§ Stored data entries:

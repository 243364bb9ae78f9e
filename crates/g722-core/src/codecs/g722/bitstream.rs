//! Packed G.722 bitstream handling
//!
//! At 56 and 48 kbit/s a codeword is narrower than a byte. In packed mode
//! codewords are laid end to end, least significant bit first, and bytes are
//! emitted as soon as eight bits are available. Bits that do not yet fill a
//! byte (or a codeword, on the receive side) persist across calls.

/// Accumulates fixed-width codewords into bytes
#[derive(Debug, Clone, PartialEq, Eq)]
pub struct BitPacker {
    buffer: u32,
    bits: u32,
    width: u32,
}

impl BitPacker {
    /// Create a packer for codewords of `width` bits
    pub fn new(width: u32) -> Self {
        Self {
            buffer: 0,
            bits: 0,
            width,
        }
    }

    /// Append one codeword, returning a byte once eight bits are available
    pub fn push(&mut self, code: u8) -> Option<u8> {
        self.buffer |= u32::from(code) << self.bits;
        self.bits += self.width;

        if self.bits >= 8 {
            let byte = (self.buffer & 0xFF) as u8;
            self.buffer >>= 8;
            self.bits -= 8;
            Some(byte)
        } else {
            None
        }
    }

    /// Number of bits waiting for a full byte
    pub fn pending_bits(&self) -> u32 {
        self.bits
    }

    /// Number of bytes that pushing `codewords` more codewords would emit
    pub fn bytes_for(&self, codewords: usize) -> usize {
        (self.bits as usize + codewords * self.width as usize) / 8
    }

    /// Emit the pending bits as a final byte, zero-padded at the top
    pub fn flush(&mut self) -> Option<u8> {
        if self.bits == 0 {
            return None;
        }

        let byte = (self.buffer & 0xFF) as u8;
        self.reset();
        Some(byte)
    }

    /// Drop any pending bits
    pub fn reset(&mut self) {
        self.buffer = 0;
        self.bits = 0;
    }
}

/// Splits a byte stream back into fixed-width codewords
#[derive(Debug, Clone, PartialEq, Eq)]
pub struct BitUnpacker {
    buffer: u32,
    bits: u32,
    width: u32,
}

impl BitUnpacker {
    /// Create an unpacker for codewords of `width` bits
    pub fn new(width: u32) -> Self {
        Self {
            buffer: 0,
            bits: 0,
            width,
        }
    }

    /// Check if another byte is required before the next codeword
    pub fn needs_more(&self) -> bool {
        self.bits < self.width
    }

    /// Add one received byte above the buffered bits
    pub fn feed(&mut self, byte: u8) {
        self.buffer |= u32::from(byte) << self.bits;
        self.bits += 8;
    }

    /// Take the next complete codeword, if one is buffered
    pub fn next_code(&mut self) -> Option<u8> {
        if self.needs_more() {
            return None;
        }

        let code = (self.buffer & ((1 << self.width) - 1)) as u8;
        self.buffer >>= self.width;
        self.bits -= self.width;
        Some(code)
    }

    /// Number of buffered bits not yet consumed
    pub fn pending_bits(&self) -> u32 {
        self.bits
    }

    /// Number of codewords available from the buffer plus `bytes` more bytes
    pub fn codewords_for(&self, bytes: usize) -> usize {
        (self.bits as usize + bytes * 8) / self.width as usize
    }

    /// Drop any buffered bits
    pub fn reset(&mut self) {
        self.buffer = 0;
        self.bits = 0;
    }
}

§ What to work on: Where a line above holds the word "BitPacker", copy it.

§ Completed task:
pub struct BitPacker {
impl BitPacker {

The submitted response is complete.